Stored data entries
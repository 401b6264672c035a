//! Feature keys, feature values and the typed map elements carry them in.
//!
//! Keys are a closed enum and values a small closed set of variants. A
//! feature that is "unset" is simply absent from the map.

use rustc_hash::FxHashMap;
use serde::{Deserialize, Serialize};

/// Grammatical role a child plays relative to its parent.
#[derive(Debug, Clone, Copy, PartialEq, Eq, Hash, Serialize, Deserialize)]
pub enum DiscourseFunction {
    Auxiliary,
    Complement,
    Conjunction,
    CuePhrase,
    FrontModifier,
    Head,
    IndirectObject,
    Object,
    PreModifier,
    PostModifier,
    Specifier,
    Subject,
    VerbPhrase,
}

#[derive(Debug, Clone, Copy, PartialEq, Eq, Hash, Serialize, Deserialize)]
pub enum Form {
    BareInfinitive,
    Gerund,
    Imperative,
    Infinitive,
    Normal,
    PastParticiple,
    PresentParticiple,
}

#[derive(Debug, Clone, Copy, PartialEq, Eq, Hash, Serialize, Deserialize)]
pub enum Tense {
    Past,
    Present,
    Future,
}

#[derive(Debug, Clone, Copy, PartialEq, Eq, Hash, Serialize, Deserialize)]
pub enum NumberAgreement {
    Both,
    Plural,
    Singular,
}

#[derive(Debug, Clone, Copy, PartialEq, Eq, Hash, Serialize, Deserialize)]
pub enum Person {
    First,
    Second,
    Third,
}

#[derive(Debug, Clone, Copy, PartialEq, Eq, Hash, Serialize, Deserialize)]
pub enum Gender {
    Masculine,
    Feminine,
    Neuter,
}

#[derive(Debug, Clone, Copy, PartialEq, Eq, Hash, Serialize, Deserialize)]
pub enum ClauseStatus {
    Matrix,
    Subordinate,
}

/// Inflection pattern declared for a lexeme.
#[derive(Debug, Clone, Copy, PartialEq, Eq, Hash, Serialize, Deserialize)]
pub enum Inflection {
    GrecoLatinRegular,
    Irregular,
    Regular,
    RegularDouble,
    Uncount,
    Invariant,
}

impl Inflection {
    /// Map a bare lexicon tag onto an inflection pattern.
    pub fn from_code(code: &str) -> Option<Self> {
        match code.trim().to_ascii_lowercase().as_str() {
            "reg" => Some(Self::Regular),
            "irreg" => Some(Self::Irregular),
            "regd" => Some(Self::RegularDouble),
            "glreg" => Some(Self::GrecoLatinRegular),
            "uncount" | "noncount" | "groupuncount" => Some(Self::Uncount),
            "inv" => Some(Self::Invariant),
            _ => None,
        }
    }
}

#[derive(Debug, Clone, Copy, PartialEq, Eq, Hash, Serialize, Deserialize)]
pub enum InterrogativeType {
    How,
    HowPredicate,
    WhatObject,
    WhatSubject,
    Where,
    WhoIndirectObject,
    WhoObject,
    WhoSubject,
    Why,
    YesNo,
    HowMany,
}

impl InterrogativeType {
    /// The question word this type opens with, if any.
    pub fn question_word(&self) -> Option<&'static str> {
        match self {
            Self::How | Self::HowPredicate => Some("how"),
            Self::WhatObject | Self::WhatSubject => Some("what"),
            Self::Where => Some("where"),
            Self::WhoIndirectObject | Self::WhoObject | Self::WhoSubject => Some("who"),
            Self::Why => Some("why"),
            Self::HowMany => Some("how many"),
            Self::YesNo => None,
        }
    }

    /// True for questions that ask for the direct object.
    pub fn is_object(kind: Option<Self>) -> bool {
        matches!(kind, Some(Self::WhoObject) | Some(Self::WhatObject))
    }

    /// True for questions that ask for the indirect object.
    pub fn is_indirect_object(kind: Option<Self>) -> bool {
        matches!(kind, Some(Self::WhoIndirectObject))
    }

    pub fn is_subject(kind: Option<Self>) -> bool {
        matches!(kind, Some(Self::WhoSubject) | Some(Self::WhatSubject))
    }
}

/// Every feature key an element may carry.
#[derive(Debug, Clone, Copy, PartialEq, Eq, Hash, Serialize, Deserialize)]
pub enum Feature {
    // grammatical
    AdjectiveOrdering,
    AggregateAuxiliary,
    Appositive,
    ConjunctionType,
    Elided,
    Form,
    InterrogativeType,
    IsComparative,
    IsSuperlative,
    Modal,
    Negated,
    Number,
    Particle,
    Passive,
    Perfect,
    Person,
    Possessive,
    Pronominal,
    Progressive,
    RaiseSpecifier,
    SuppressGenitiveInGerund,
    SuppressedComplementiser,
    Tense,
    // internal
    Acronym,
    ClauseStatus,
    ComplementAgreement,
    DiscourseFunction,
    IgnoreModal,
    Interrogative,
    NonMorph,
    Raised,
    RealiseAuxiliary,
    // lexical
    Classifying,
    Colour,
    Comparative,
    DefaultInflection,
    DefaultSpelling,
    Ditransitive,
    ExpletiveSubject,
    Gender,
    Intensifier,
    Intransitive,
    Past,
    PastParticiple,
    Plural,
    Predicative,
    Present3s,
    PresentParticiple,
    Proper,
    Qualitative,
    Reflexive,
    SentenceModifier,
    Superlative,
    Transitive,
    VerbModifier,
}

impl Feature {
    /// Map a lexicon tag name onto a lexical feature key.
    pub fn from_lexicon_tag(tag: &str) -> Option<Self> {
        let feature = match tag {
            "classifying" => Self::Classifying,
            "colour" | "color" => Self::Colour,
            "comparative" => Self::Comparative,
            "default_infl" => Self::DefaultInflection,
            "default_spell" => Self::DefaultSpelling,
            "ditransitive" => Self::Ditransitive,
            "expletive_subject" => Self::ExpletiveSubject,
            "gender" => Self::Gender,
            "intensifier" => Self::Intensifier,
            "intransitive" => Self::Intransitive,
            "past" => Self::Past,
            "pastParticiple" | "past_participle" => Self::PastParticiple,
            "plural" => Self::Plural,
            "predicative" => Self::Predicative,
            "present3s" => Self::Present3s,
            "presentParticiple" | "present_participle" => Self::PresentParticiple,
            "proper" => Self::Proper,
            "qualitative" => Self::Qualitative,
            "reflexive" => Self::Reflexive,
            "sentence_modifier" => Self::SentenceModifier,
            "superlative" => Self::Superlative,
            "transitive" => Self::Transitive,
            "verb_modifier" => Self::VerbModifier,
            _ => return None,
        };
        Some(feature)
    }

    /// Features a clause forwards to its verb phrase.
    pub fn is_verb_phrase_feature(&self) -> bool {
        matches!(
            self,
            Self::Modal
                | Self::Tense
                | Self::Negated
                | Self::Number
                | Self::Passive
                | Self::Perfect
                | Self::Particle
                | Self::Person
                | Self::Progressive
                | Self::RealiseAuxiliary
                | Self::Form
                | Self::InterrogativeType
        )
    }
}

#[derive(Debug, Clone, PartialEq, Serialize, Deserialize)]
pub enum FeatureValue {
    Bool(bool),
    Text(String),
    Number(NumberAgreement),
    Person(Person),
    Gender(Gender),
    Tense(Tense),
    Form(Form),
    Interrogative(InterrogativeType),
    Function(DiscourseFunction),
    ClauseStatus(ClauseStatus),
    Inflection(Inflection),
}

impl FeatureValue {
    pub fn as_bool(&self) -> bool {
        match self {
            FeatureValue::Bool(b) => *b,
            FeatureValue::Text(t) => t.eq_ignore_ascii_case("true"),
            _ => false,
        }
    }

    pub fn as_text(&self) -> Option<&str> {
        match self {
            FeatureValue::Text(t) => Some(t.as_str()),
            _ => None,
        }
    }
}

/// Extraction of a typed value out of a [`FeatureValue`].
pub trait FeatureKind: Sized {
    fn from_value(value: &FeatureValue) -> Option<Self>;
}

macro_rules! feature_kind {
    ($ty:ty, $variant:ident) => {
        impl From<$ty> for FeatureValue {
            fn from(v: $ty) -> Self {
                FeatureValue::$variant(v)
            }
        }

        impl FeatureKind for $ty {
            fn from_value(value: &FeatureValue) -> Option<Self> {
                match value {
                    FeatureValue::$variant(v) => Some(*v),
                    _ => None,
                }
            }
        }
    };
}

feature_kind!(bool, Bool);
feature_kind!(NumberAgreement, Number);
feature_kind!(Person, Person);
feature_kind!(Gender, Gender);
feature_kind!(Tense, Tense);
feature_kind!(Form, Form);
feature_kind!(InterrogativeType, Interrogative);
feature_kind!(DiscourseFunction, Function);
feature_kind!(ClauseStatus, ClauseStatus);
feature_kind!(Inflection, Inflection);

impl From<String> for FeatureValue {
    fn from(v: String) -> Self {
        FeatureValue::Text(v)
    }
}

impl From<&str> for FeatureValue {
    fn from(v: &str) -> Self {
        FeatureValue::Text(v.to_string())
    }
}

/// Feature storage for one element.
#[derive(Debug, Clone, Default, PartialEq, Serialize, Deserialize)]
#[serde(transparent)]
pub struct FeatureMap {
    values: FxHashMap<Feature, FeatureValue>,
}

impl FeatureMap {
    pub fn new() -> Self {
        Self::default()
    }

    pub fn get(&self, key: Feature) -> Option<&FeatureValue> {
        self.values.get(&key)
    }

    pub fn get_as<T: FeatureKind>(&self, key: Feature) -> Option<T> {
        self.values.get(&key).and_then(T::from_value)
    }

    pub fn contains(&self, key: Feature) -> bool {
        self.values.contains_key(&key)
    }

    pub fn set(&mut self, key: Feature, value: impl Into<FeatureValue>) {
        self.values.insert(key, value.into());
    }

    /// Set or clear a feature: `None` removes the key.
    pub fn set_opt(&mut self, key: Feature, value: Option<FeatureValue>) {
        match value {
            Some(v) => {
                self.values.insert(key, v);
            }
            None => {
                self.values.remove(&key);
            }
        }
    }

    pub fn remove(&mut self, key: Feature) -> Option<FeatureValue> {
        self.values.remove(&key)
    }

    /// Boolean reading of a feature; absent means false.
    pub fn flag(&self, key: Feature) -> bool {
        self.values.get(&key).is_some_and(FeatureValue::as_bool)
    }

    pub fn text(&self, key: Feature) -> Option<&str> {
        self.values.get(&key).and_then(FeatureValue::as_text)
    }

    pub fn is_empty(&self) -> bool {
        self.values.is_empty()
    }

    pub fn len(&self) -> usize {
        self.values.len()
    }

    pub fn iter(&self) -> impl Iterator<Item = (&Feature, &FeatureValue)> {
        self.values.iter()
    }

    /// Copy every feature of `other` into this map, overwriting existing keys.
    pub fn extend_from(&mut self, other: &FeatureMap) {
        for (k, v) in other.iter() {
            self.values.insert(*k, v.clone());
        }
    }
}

**Problem requirements:** All lines from the one that holds "absent means false." through the end of the records are to be returned exactly, including both boundary lines, and no others.

**Result of this exercise:**
    /// Boolean reading of a feature; absent means false.
    pub fn flag(&self, key: Feature) -> bool {
        self.values.get(&key).is_some_and(FeatureValue::as_bool)
    }

    pub fn text(&self, key: Feature) -> Option<&str> {
        self.values.get(&key).and_then(FeatureValue::as_text)
    }

    pub fn is_empty(&self) -> bool {
        self.values.is_empty()
    }

    pub fn len(&self) -> usize {
        self.values.len()
    }

    pub fn iter(&self) -> impl Iterator<Item = (&Feature, &FeatureValue)> {
        self.values.iter()
    }

    /// Copy every feature of `other` into this map, overwriting existing keys.
    pub fn extend_from(&mut self, other: &FeatureMap) {
        for (k, v) in other.iter() {
            self.values.insert(*k, v.clone());
        }
    }
}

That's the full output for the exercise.